Robert Kramer – "Ice"- 1970 (DVD)

Nous avions chroniqué il y a peu la sortie en DVD de deux films de Robert Kramer, Doc’s Kingdom et Walk the Walk , qui correspondaient à une seconde partie de carrière dédiée à l’Europe et aux thèmes de l’errance. L’éditeur Cappricci nous permet cette fois de nous plonger dans les débuts de Kramer sur la scène underground du cinéma indépendant américain avec ses deux premiers films, Ice et Milestones.

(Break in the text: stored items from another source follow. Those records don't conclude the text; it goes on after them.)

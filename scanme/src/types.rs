//! Domain and wire types shared by the screens.
//!
//! Everything here is plain data that crosses the API boundary. Timestamps
//! that arrive in several shapes are normalised once, on ingestion, into
//! `DateTime<Utc>`; nothing past this module branches on the raw shape.

use chrono::{DateTime, NaiveDate, NaiveDateTime, Utc};
use serde::{Deserialize, Serialize};
use std::fmt;

macro_rules! string_id {
    ($(#[$meta:meta])* $name:ident) => {
        $(#[$meta])*
        #[derive(Debug, Clone, PartialEq, Eq, Hash, PartialOrd, Ord, Serialize, Deserialize)]
        #[serde(transparent)]
        pub struct $name(String);

        impl $name {
            /// Wrap a raw id.
            #[must_use]
            pub fn new(id: impl Into<String>) -> Self {
                Self(id.into())
            }

            /// The id as a string slice.
            #[must_use]
            pub fn as_str(&self) -> &str {
                &self.0
            }
        }

        impl fmt::Display for $name {
            fn fmt(&self, f: &mut fmt::Formatter<'_>) -> fmt::Result {
                f.write_str(&self.0)
            }
        }
    };
}

string_id!(
    /// Account identifier issued by the identity provider.
    UserId
);
string_id!(
    /// Event identifier.
    EventId
);
string_id!(
    /// Feed post identifier.
    PostId
);
string_id!(
    /// Issued ticket identifier.
    TicketId
);
string_id!(
    /// Activation code identifier.
    ActivationCodeId
);
string_id!(
    /// Icebreaker quest identifier.
    QuestId
);
string_id!(
    /// Veteran verification request identifier.
    VerificationId
);

// ═══════════════════════════════════════════════════════════════════════
// Identity
// ═══════════════════════════════════════════════════════════════════════

/// The signed-in user as reported by the identity provider.
#[derive(Debug, Clone, PartialEq, Eq, Serialize, Deserialize)]
pub struct Identity {
    /// Account id
    pub user_id: UserId,
    /// Name shown to other users
    pub display_name: String,
    /// Profile picture
    pub avatar_url: Option<String>,
    /// Admin flag; gates the admin panels client-side only
    #[serde(default)]
    pub is_admin: bool,
    /// Verified veteran status
    #[serde(default)]
    pub is_veteran: bool,
}

// ═══════════════════════════════════════════════════════════════════════
// Timestamps
// ═══════════════════════════════════════════════════════════════════════

/// A timestamp as the backend sends it.
///
/// Accepted shapes are an epoch-seconds object (with or without leading
/// underscores on the field names) and a date string. Any other JSON value
/// is kept as [`RawTimestamp::Other`] and resolves to no instant, so a bad
/// date never fails the record around it. A missing field is modelled as
/// `Option<RawTimestamp>::None` by the containing record.
#[derive(Debug, Clone, PartialEq, Eq, Serialize, Deserialize)]
#[serde(untagged)]
pub enum RawTimestamp {
    /// `{ "seconds": .., "nanoseconds": .. }`
    Epoch {
        /// Seconds since the Unix epoch
        seconds: i64,
        /// Sub-second part
        #[serde(default)]
        nanoseconds: u32,
    },
    /// `{ "_seconds": .., "_nanoseconds": .. }`
    PrefixedEpoch {
        /// Seconds since the Unix epoch
        #[serde(rename = "_seconds")]
        seconds: i64,
        /// Sub-second part
        #[serde(rename = "_nanoseconds", default)]
        nanoseconds: u32,
    },
    /// ISO-8601 / RFC 3339 string
    Text(String),
    /// Any other shape
    Other(serde_json::Value),
}

impl RawTimestamp {
    /// The instant this value denotes, if it denotes one.
    #[must_use]
    pub fn to_instant(&self) -> Option<DateTime<Utc>> {
        match self {
            Self::Epoch {
                seconds,
                nanoseconds,
            }
            | Self::PrefixedEpoch {
                seconds,
                nanoseconds,
            } => DateTime::from_timestamp(*seconds, *nanoseconds),
            Self::Text(text) => parse_instant(text),
            Self::Other(_) => None,
        }
    }
}

/// Collapse an optional raw timestamp into an instant, using `now` when it
/// is absent or unparsable.
#[must_use]
pub fn normalize_timestamp(raw: Option<&RawTimestamp>, now: DateTime<Utc>) -> DateTime<Utc> {
    raw.and_then(RawTimestamp::to_instant).unwrap_or(now)
}

/// Parse a date string as sent by the backend.
///
/// Accepts RFC 3339, `YYYY-MM-DDTHH:MM[:SS]`, `YYYY-MM-DD HH:MM:SS` and a
/// bare `YYYY-MM-DD`. Strings without an offset are read as UTC.
#[must_use]
pub fn parse_instant(text: &str) -> Option<DateTime<Utc>> {
    let text = text.trim();

    if let Ok(instant) = DateTime::parse_from_rfc3339(text) {
        return Some(instant.with_timezone(&Utc));
    }

    for format in ["%Y-%m-%dT%H:%M:%S", "%Y-%m-%dT%H:%M", "%Y-%m-%d %H:%M:%S"] {
        if let Ok(naive) = NaiveDateTime::parse_from_str(text, format) {
            return Some(naive.and_utc());
        }
    }

    NaiveDate::parse_from_str(text, "%Y-%m-%d")
        .ok()
        .and_then(|date| date.and_hms_opt(0, 0, 0))
        .map(|naive| naive.and_utc())
}

// ═══════════════════════════════════════════════════════════════════════
// Feed content
// ═══════════════════════════════════════════════════════════════════════

/// Short-form video post.
#[derive(Debug, Clone, PartialEq, Eq, Serialize, Deserialize)]
pub struct Post {
    /// Post id
    pub id: PostId,
    /// Author account
    pub author_id: UserId,
    /// Author name at posting time
    pub author_name: String,
    /// Caption text
    #[serde(default)]
    pub caption: String,
    /// Video location
    pub video_url: Option<String>,
    /// Creation time as sent; resolved when the feed is merged
    #[serde(default)]
    pub created_at: Option<RawTimestamp>,
}

/// Ticketed event.
#[derive(Debug, Clone, PartialEq, Eq, Serialize, Deserialize)]
pub struct Event {
    /// Event id
    pub id: EventId,
    /// Title
    pub title: String,
    /// Venue name
    #[serde(default)]
    pub venue: String,
    /// Start time as sent; resolved when the feed is merged
    #[serde(default)]
    pub starts_at: Option<RawTimestamp>,
    /// Price of one ticket in cents
    #[serde(default)]
    pub price_cents: u64,
    /// Cover image
    pub image_url: Option<String>,
}

// ═══════════════════════════════════════════════════════════════════════
// Check-ins
// ═══════════════════════════════════════════════════════════════════════

/// Presence status of one user at one event.
#[derive(Debug, Clone, Copy, PartialEq, Eq, Hash, Serialize, Deserialize)]
#[serde(rename_all = "lowercase")]
pub enum CheckInStatus {
    /// At the venue now
    Here,
    /// Planning to attend
    Going,
}

/// Who may see a check-in.
#[derive(Debug, Clone, Copy, PartialEq, Eq, Hash, Default, Serialize, Deserialize)]
#[serde(rename_all = "snake_case")]
pub enum Visibility {
    /// Everyone at the event
    #[default]
    Public,
    /// Friends only
    FriendsOnly,
    /// Counted but never listed
    Anonymous,
}

/// A check-in as it arrives from the API.
#[derive(Debug, Clone, PartialEq, Eq, Serialize, Deserialize)]
pub struct CheckInRecord {
    /// Owner of the record
    pub user_id: UserId,
    /// Owner's display name
    #[serde(default)]
    pub display_name: String,
    /// Owner's avatar
    pub avatar_url: Option<String>,
    /// Presence status
    pub status: CheckInStatus,
    /// Conversation starter shown on the wall
    pub icebreaker: Option<String>,
    /// Who may see the record
    #[serde(default)]
    pub visibility: Visibility,
    /// Interest tags
    #[serde(default)]
    pub tags: Vec<String>,
    /// When the record was written, in any accepted shape
    pub timestamp: Option<RawTimestamp>,
}

impl CheckInRecord {
    /// Normalise the record, resolving its timestamp against `now`.
    #[must_use]
    pub fn normalize(self, now: DateTime<Utc>) -> CheckIn {
        let timestamp = normalize_timestamp(self.timestamp.as_ref(), now);
        CheckIn {
            user_id: self.user_id,
            display_name: self.display_name,
            avatar_url: self.avatar_url,
            status: self.status,
            icebreaker: self.icebreaker,
            visibility: self.visibility,
            tags: self.tags,
            timestamp,
        }
    }
}

/// A normalised check-in.
#[derive(Debug, Clone, PartialEq, Eq)]
pub struct CheckIn {
    /// Owner of the record
    pub user_id: UserId,
    /// Owner's display name
    pub display_name: String,
    /// Owner's avatar
    pub avatar_url: Option<String>,
    /// Presence status
    pub status: CheckInStatus,
    /// Conversation starter
    pub icebreaker: Option<String>,
    /// Who may see the record
    pub visibility: Visibility,
    /// Interest tags
    pub tags: Vec<String>,
    /// When the record was written
    pub timestamp: DateTime<Utc>,
}

/// Body of a check-in upsert.
#[derive(Debug, Clone, PartialEq, Eq, Serialize, Deserialize)]
pub struct CheckInRequest {
    /// Requested status
    pub status: CheckInStatus,
    /// Conversation starter, `here` only
    pub icebreaker: Option<String>,
    /// Who may see the record
    pub visibility: Visibility,
    /// Interest tags, `here` only
    pub tags: Vec<String>,
}

impl CheckInRequest {
    /// A plain `going` check-in.
    #[must_use]
    pub const fn going() -> Self {
        Self {
            status: CheckInStatus::Going,
            icebreaker: None,
            visibility: Visibility::Public,
            tags: Vec::new(),
        }
    }
}

// ═══════════════════════════════════════════════════════════════════════
// Payments and tickets
// ═══════════════════════════════════════════════════════════════════════

/// Checkout attempt created by the backend for the payment widget.
#[derive(Debug, Clone, PartialEq, Eq, Serialize, Deserialize)]
pub struct PaymentIntent {
    /// Payment provider's intent id
    pub id: String,
    /// Opaque secret that authorises this attempt in the widget
    pub client_secret: String,
}

/// Lifecycle of an issued ticket; only the backend changes it.
#[derive(Debug, Clone, Copy, PartialEq, Eq, Serialize, Deserialize)]
#[serde(rename_all = "lowercase")]
pub enum TicketStatus {
    /// Not yet redeemed
    Valid,
    /// Redeemed at the door
    Used,
    /// Money returned
    Refunded,
}

/// One purchased admission.
#[derive(Debug, Clone, PartialEq, Eq, Serialize, Deserialize)]
pub struct Ticket {
    /// Ticket id
    pub id: TicketId,
    /// Event admitted to
    pub event_id: EventId,
    /// Event title at purchase time
    pub event_title: String,
    /// Event date at purchase time
    #[serde(default)]
    pub event_date: Option<RawTimestamp>,
    /// Price paid in cents
    pub price_cents: u64,
    /// Unique redemption code
    pub code: String,
    /// Redemption status
    pub status: TicketStatus,
}

/// Content of a scannable 2D barcode.
///
/// A stable string; the same ticket always yields the same payload.
#[derive(Debug, Clone, PartialEq, Eq, Hash)]
pub struct QrPayload(String);

impl QrPayload {
    /// Payload redeeming `ticket` at the door.
    #[must_use]
    pub fn for_ticket(ticket: &Ticket) -> Self {
        Self(format!("scanme:ticket:{}", ticket.code))
    }

    /// Payload for a verification or activation code.
    #[must_use]
    pub fn for_code(code: &str) -> Self {
        Self(format!("scanme:code:{code}"))
    }

    /// Payload opening `url`.
    #[must_use]
    pub fn for_url(url: &str) -> Self {
        Self(url.to_string())
    }

    /// The string to encode.
    #[must_use]
    pub fn as_str(&self) -> &str {
        &self.0
    }
}

impl fmt::Display for QrPayload {
    fn fmt(&self, f: &mut fmt::Formatter<'_>) -> fmt::Result {
        f.write_str(&self.0)
    }
}

// ═══════════════════════════════════════════════════════════════════════
// Admin collections
// ═══════════════════════════════════════════════════════════════════════

/// Single-use code that unlocks an account feature.
#[derive(Debug, Clone, PartialEq, Eq, Serialize, Deserialize)]
pub struct ActivationCode {
    /// Code id
    pub id: ActivationCodeId,
    /// The code users type in
    pub code: String,
    /// Batch this code was generated in
    pub batch_label: String,
    /// Whether someone already used it
    #[serde(default)]
    pub redeemed: bool,
    /// Generation time
    pub created_at: DateTime<Utc>,
}

/// Request for a new batch of activation codes.
#[derive(Debug, Clone, PartialEq, Eq, Serialize, Deserialize)]
pub struct NewActivationBatch {
    /// Number of codes
    pub count: u32,
    /// Label attached to every code of the batch
    pub batch_label: String,
}

/// Conversation prompt awarded points when completed at an event.
#[derive(Debug, Clone, PartialEq, Eq, Serialize, Deserialize)]
pub struct IcebreakerQuest {
    /// Quest id
    pub id: QuestId,
    /// Short title
    pub title: String,
    /// What the user has to do
    pub prompt: String,
    /// Points awarded
    pub points: u32,
    /// Whether users currently see it
    #[serde(default = "default_true")]
    pub active: bool,
}

const fn default_true() -> bool {
    true
}

/// Fields of a quest to create.
#[derive(Debug, Clone, PartialEq, Eq, Serialize, Deserialize)]
pub struct NewQuest {
    /// Short title
    pub title: String,
    /// What the user has to do
    pub prompt: String,
    /// Points awarded
    pub points: u32,
}

/// Review state of a veteran verification request.
#[derive(Debug, Clone, PartialEq, Eq, Serialize, Deserialize)]
#[serde(tag = "state", rename_all = "lowercase")]
pub enum VerificationStatus {
    /// Waiting for an admin
    Pending,
    /// Veteran status granted
    Approved,
    /// Turned down
    Rejected {
        /// Why, as written by the reviewer
        reason: String,
    },
}

/// A user's proof of veteran status awaiting review.
#[derive(Debug, Clone, PartialEq, Eq, Serialize, Deserialize)]
pub struct VerificationRequest {
    /// Request id
    pub id: VerificationId,
    /// Applicant
    pub user_id: UserId,
    /// Applicant's display name
    #[serde(default)]
    pub display_name: String,
    /// Location of the uploaded proof document
    pub proof_url: String,
    /// Review state
    pub status: VerificationStatus,
    /// Submission time
    pub submitted_at: DateTime<Utc>,
}

/// Outcome an admin chooses for a pending request.
#[derive(Debug, Clone, PartialEq, Eq, Serialize, Deserialize)]
#[serde(tag = "decision", rename_all = "lowercase")]
pub enum ReviewDecision {
    /// Grant veteran status
    Approve,
    /// Turn down with a reason
    Reject {
        /// Why, shown to the applicant
        reason: String,
    },
}

/// Metadata of an uploaded proof document, sent for review.
#[derive(Debug, Clone, PartialEq, Eq, Serialize, Deserialize)]
pub struct ProofSubmission {
    /// Original file name
    pub file_name: String,
    /// MIME type
    pub content_type: String,
    /// Size in bytes
    pub size_bytes: u64,
    /// Where the storage provider put the file
    pub proof_url: String,
}

// ═══════════════════════════════════════════════════════════════════════
// Social graph
// ═══════════════════════════════════════════════════════════════════════

/// A connection in the user's friend list.
#[derive(Debug, Clone, PartialEq, Eq, Serialize, Deserialize)]
pub struct Friend {
    /// Friend's account
    pub user_id: UserId,
    /// Friend's display name
    pub display_name: String,
    /// Friend's interest tags
    #[serde(default)]
    pub tags: Vec<String>,
}

/// One QR scan the user performed.
#[derive(Debug, Clone, PartialEq, Eq, Serialize, Deserialize)]
pub struct Scan {
    /// Scan id
    pub id: String,
    /// What was scanned (person, venue, booth)
    pub name: String,
    /// Category tag of the scanned target
    pub tag: Option<String>,
    /// When it was scanned
    pub scanned_at: DateTime<Utc>,
}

Premier long métrage du réalisateur, Ice reste une curiosité à plus d’un titre. D’abord pour ce qu’il permet d’appréhender séminalement les choix de l’auteur, qui ne sont pas encore tous définis. Ensuite c’est un exemple de politique-fiction au postulat passionnant : la coordination de mouvements révolutionnaires dans une Amérique des années 60 au postulat fascisant, étendant une terreur sourde jusqu’au Mexique. Tout l’intérêt de l’œuvre est de  proposer  un résultat éloigné de ce que l’on entend souvent aujourd’hui par l’esthétique du « faux documentaire », genre parfois tapageur qui fit sensation avec Punishment Park en 1971, et qui continue de faire des petits jusqu’à District 9
De tous les films de Robert Kramer, Ice est sans doute celui qui investit le plus de genres codifiés, du film de guérilla en passant par l’anticipation ou tout simplement le thriller. Le cinéaste semble pourtant s’en méfier comme de la peste, s’évertuant à contourner les points de tensions les plus narrativement attendus. Filmer des groupuscules armes au poing produit aussi à l’évidence un certaine gène chez le réalisateur, l’usage de la violence s’avérant toujours très déprimante ou paradoxale. C’est essentiellement dans les retours de bâton contre les protagonistes que le metteur en scène se fait le plus dur, et ce n’est pas forcément dans l’idée de martyriser ses héros, ni de diaboliser à tout prix l’Etat décrit. Dessiner une impasse particulièrement abrupte semble plus préoccuper ici Kramer, quand bien même une fabrique à espérance et idéologie serait capable de fonctionner en continue.
L’idée de l’émasculation pratiquée comme méthode répressive illustre parfaitement cette rage et frustration politique et Kramer en fait un usage étrange qui interroge le fond sans doute de l’acte militant. Montrée littéralement dans l’une des scènes les plus glauques et marquantes du film, cette attaque directe quand à la virilité de l’action politique plane ensuite comme un spectre pesant dans certains dialogues. Le fait qu’il s’en suive immédiatement au montage l’étendue d’un nu fémnin et les préliminaires d’un rapport sexuel n’est sans doute pas anodin non plus quand aux mises en perspectives choisies par Kramer qui n’appuit pourtant jamais cette association… Le rapport  à l’action des personnages féminin permet par ailleurs dans le film une expression souvent plus large et complexe de la nature de l’action politique, de la fidélité à la mise en doute, jusque dans des contre-discours très fort et légitimes, comme celui de la sœur de ce mexicain tué par la police, qui se détache paradoxalement du mouvement qu’elle côtoie.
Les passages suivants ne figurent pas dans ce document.